- **What to do**
Nothing but the lines below between the line holding "between two stations." and the line holding "one edge. A", inclusive, should appear in the answer, each set down exactly.

- **Records drawn from a dataset**

------------------------------------------------------------

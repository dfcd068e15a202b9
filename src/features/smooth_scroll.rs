use wasm_bindgen::JsCast;
use web_sys::{Element, Event};

use crate::dom::{self, Listener};
use crate::enhancer::Context;
use crate::error::Result;

const SAME_PAGE_LINKS: &str = "a[href^=\"#\"]";

pub struct SmoothScroll {
    _click: Option<Listener>,
}

pub fn is_home_path(path: &str) -> bool {
    path == "/" || path == "/index.html"
}

/// `#` and `#!` are script hooks, not anchors.
pub fn is_fragment_only(href: &str) -> bool {
    href == "#" || href == "#!"
}

/// Section anchors only exist on the home page, so elsewhere they must point there.
pub fn rewrite_section_href(href: &str) -> Option<String> {
    if is_fragment_only(href) || !href.starts_with("#section-") {
        return None;
    }
    Some(format!("/{}", href))
}

/// Document offset to scroll to so the target sits just below the header.
pub fn scroll_target(rect_top: f64, scroll_y: f64, header_height: f64) -> f64 {
    rect_top + scroll_y - header_height
}

pub fn init(ctx: &Context) -> Result<Option<SmoothScroll>> {
    let path = ctx.window.location().pathname()?;
    if !is_home_path(&path) {
        for link in dom::query_all(&ctx.document, SAME_PAGE_LINKS) {
            let rewritten = link
                .get_attribute("href")
                .as_deref()
                .and_then(rewrite_section_href);
            if let Some(rewritten) = rewritten {
                link.set_attribute("href", &rewritten)?;
            }
        }
        return Ok(Some(SmoothScroll { _click: None }));
    }

    let window = ctx.window.clone();
    let document = ctx.document.clone();
    let fallback = ctx.config.header_fallback_px;
    let click = Listener::new(&ctx.document, "click", move |e: Event| {
        let Some(anchor) = e
            .target()
            .and_then(|t| t.dyn_into::<Element>().ok())
            .and_then(|el| el.closest(SAME_PAGE_LINKS).ok().flatten())
        else {
            return;
        };
        let Some(href) = anchor.get_attribute("href") else {
            return;
        };
        if is_fragment_only(&href) {
            return;
        }

        e.prevent_default();
        if let Some(target) = dom::query(&document, &href) {
            let top = scroll_target(
                target.get_bounding_client_rect().top(),
                dom::scroll_y(&window),
                dom::header_height(&document, fallback),
            );
            dom::smooth_scroll_to(&window, top);
        }
    })?;

    Ok(Some(SmoothScroll { _click: Some(click) }))
}

#[cfg(test)]
mod tests {
    use super::*;

    #[test]
    fn home_paths() {
        assert!(is_home_path("/"));
        assert!(is_home_path("/index.html"));
        assert!(!is_home_path("/about.html"));
    }

    #[test]
    fn only_section_anchors_are_rewritten() {
        assert_eq!(rewrite_section_href("#section-team"), Some("/#section-team".to_string()));
        assert_eq!(rewrite_section_href("#"), None);
        assert_eq!(rewrite_section_href("#!"), None);
        assert_eq!(rewrite_section_href("#top"), None);
    }

    #[test]
    fn target_offset_discounts_header() {
        assert_eq!(scroll_target(250.0, 1000.0, 70.0), 1180.0);
    }
}
use std::collections::BTreeSet;
use std::io::Write;

use tube_stops::{
    build, distances_within_radius, parse_connections, stations_at_exact_distance,
    stops_n_hops_away, Error,
};

// Helper to write a small connection file: the District line east of West Ham
// plus a loop through Canning Town.
fn setup_data() -> tempfile::NamedTempFile {
    let mut file = tempfile::NamedTempFile::new().expect("temp file");
    write!(
        file,
        "Tube Line,From Station,To Station\n\
         District,East Ham,West Ham\n\
         District,West Ham,Plaistow\n\
         District,Plaistow,Upton Park\n\
         District,Upton Park,East Ham\n\
         Jubilee,West Ham,Canning Town\n\
         Jubilee,Canning Town,North Greenwich\n\
         District,West Ham,East Ham\n"
    )
    .expect("write data");
    file
}

fn set(names: &[&str]) -> BTreeSet<String> {
    names.iter().map(|s| s.to_string()).collect()
}

#[test]
fn test_load_and_query() {
    let data = setup_data();
    let connections = parse_connections(data.path()).expect("data should load");
    assert_eq!(connections.len(), 7);

    let adjacency = build(connections);
    assert_eq!(adjacency.len(), 6);
    assert_eq!(adjacency["East Ham"].len(), 2, "duplicate edge should collapse");

    assert_eq!(stops_n_hops_away(&adjacency, "East Ham", 0).unwrap(), set(&["East Ham"]));
    assert_eq!(
        stops_n_hops_away(&adjacency, "East Ham", 1).unwrap(),
        set(&["Upton Park", "West Ham"])
    );
    assert_eq!(
        stops_n_hops_away(&adjacency, "East Ham", 2).unwrap(),
        set(&["Canning Town", "Plaistow"])
    );
    assert_eq!(
        stops_n_hops_away(&adjacency, "East Ham", 3).unwrap(),
        set(&["North Greenwich"])
    );
}

#[test]
fn test_every_reported_distance_is_shortest() {
    let data = setup_data();
    let adjacency = build(parse_connections(data.path()).unwrap());

    let full = distances_within_radius(&adjacency, "North Greenwich", 10).unwrap();
    assert_eq!(full.len(), adjacency.len());
    for hops in 0..=4 {
        let bounded = distances_within_radius(&adjacency, "North Greenwich", hops).unwrap();
        for (station, distance) in &bounded {
            assert_eq!(full[station], *distance);
            assert!(*distance <= hops as usize);
        }
        let expected: BTreeSet<String> = full
            .iter()
            .filter(|(_, d)| **d == hops as usize)
            .map(|(s, _)| s.clone())
            .collect();
        assert_eq!(stations_at_exact_distance(&bounded, hops as usize), expected);
    }
}

#[test]
fn test_query_errors() {
    let data = setup_data();
    let adjacency = build(parse_connections(data.path()).unwrap());

    assert!(matches!(
        stops_n_hops_away(&adjacency, "Nowhere", 1),
        Err(Error::UnknownStation(name)) if name == "Nowhere"
    ));
    assert!(matches!(
        stops_n_hops_away(&adjacency, "East Ham", -3),
        Err(Error::InvalidHopCount(-3))
    ));
}
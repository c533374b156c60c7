use std::fs::File;
use std::io::Read;
use std::path::Path;

use csv::{ReaderBuilder, StringRecord, Trim};
use log::info;

use crate::adjacency_lists::Connection;
use crate::error::{Error, Result};

const FROM_FIELD: usize = 1;
const TO_FIELD: usize = 2;

/// Reads the connection file at `path`, skipping the header line.
///
/// Each record needs at least three fields; the endpoints are the second and
/// third (e.g. `Line,From Station,To Station`). Any further fields are ignored.
pub fn parse_connections(path: impl AsRef<Path>) -> Result<Vec<Connection>> {
    let path = path.as_ref();
    let label = path.display().to_string();
    let file = File::open(path).map_err(|e| Error::Csv {
        path: label.clone(),
        source: e.into(),
    })?;
    let connections = read_connections(file, &label)?;
    info!("loaded {} connections from {}", connections.len(), label);
    Ok(connections)
}

pub fn parse_connections_from_reader<R: Read>(reader: R) -> Result<Vec<Connection>> {
    read_connections(reader, "<reader>")
}

fn read_connections<R: Read>(reader: R, label: &str) -> Result<Vec<Connection>> {
    let mut rdr = ReaderBuilder::new()
        .has_headers(true) // skips the column titles
        .flexible(true)
        .trim(Trim::All)
        .from_reader(reader);

    let mut connections = Vec::new();
    for result in rdr.records() {
        let record = result.map_err(|source| Error::Csv {
            path: label.to_string(),
            source,
        })?;
        connections.push(endpoints(&record)?);
    }
    Ok(connections)
}

fn endpoints(record: &StringRecord) -> Result<Connection> {
    let line = record.position().map(|p| p.line()).unwrap_or(0);
    if record.len() <= TO_FIELD {
        return Err(Error::MalformedRecord {
            line,
            reason: format!("expected at least 3 fields, found {}", record.len()),
        });
    }

    let from = &record[FROM_FIELD];
    let to = &record[TO_FIELD];
    if from.is_empty() || to.is_empty() {
        return Err(Error::MalformedRecord {
            line,
            reason: "empty station name".to_string(),
        });
    }
    Ok((from.to_string(), to.to_string()))
}
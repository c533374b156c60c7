use std::collections::{BTreeMap, BTreeSet, VecDeque};

use crate::adjacency_lists::{AdjacencyMap, Station};
use crate::error::{Error, Result};

/// Station -> minimum hop count from the query origin, for every station
/// within the query's hop budget. Ordered by station name.
pub type DistanceTable = BTreeMap<Station, usize>;

/// Computes the shortest hop distance from `origin` to every station at most
/// `max_hops` away.
///
/// Breadth-first, so the first time a station is reached is along a shortest
/// path; it is never revisited. Stations farther than `max_hops`, or not
/// connected to `origin` at all, are absent from the table.
pub fn distances_within_radius(
    adjacency: &AdjacencyMap,
    origin: &str,
    max_hops: i64,
) -> Result<DistanceTable> {
    let (origin, neighbors) = adjacency
        .get_key_value(origin)
        .ok_or_else(|| Error::UnknownStation(origin.to_string()))?;
    let max_hops = usize::try_from(max_hops).map_err(|_| Error::InvalidHopCount(max_hops))?;

    let mut distances = DistanceTable::new();
    distances.insert(origin.clone(), 0);

    let mut queue: VecDeque<(&Station, usize)> = VecDeque::new();
    if max_hops > 0 {
        queue.extend(neighbors.iter().map(|n| (n, 1)));
    }

    while let Some((station, depth)) = queue.pop_front() {
        if distances.contains_key(station) {
            continue; // already reached by a path no longer than this one
        }
        distances.insert(station.clone(), depth);

        if depth < max_hops {
            if let Some(neighbors) = adjacency.get(station) {
                for neighbor in neighbors {
                    if !distances.contains_key(neighbor) {
                        queue.push_back((neighbor, depth + 1));
                    }
                }
            }
        }
    }
    Ok(distances)
}

/// Stations whose shortest distance in `distances` is exactly `hops`.
pub fn stations_at_exact_distance(distances: &DistanceTable, hops: usize) -> BTreeSet<Station> {
    distances
        .iter()
        .filter(|(_, distance)| **distance == hops)
        .map(|(station, _)| station.clone())
        .collect()
}

/// Answers "which stations are `hops` stops away from `origin`" with a fresh
/// distance table per call.
pub fn stops_n_hops_away(
    adjacency: &AdjacencyMap,
    origin: &str,
    hops: i64,
) -> Result<BTreeSet<Station>> {
    let distances = distances_within_radius(adjacency, origin, hops)?;
    // validated non-negative above
    Ok(stations_at_exact_distance(&distances, hops as usize))
}
use std::collections::{HashMap, HashSet};

pub type Station = String;

/// A direct, undirected link between two stations.
pub type Connection = (Station, Station);

/// Station -> stations one hop away. Symmetric: if B is a neighbor of A then
/// A is a neighbor of B.
pub type AdjacencyMap = HashMap<Station, HashSet<Station>>;

/// Builds the undirected station graph from a list of connections.
///
/// Duplicate connections (in either direction) collapse into one edge. A
/// self-loop registers the station but adds no neighbor.
pub fn build<I, S>(connections: I) -> AdjacencyMap
where
    I: IntoIterator<Item = (S, S)>,
    S: Into<Station>,
{
    let mut adjacency: AdjacencyMap = HashMap::new();
    for (from, to) in connections {
        let from: Station = from.into();
        let to: Station = to.into();

        if from == to {
            adjacency.entry(from).or_default();
            continue;
        }
        adjacency.entry(from.clone()).or_default().insert(to.clone());
        adjacency.entry(to).or_default().insert(from);
    }
    adjacency
}

pub fn contains_station(adjacency: &AdjacencyMap, station: &str) -> bool {
    adjacency.contains_key(station)
}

------------------------------------------------------------

- **Solution**
/// A direct, undirected link between two stations.
pub type Connection = (Station, Station);

/// Station -> stations one hop away. Symmetric: if B is a neighbor of A then
/// A is a neighbor of B.
pub type AdjacencyMap = HashMap<Station, HashSet<Station>>;

/// Builds the undirected station graph from a list of connections.
///
/// Duplicate connections (in either direction) collapse into one edge. A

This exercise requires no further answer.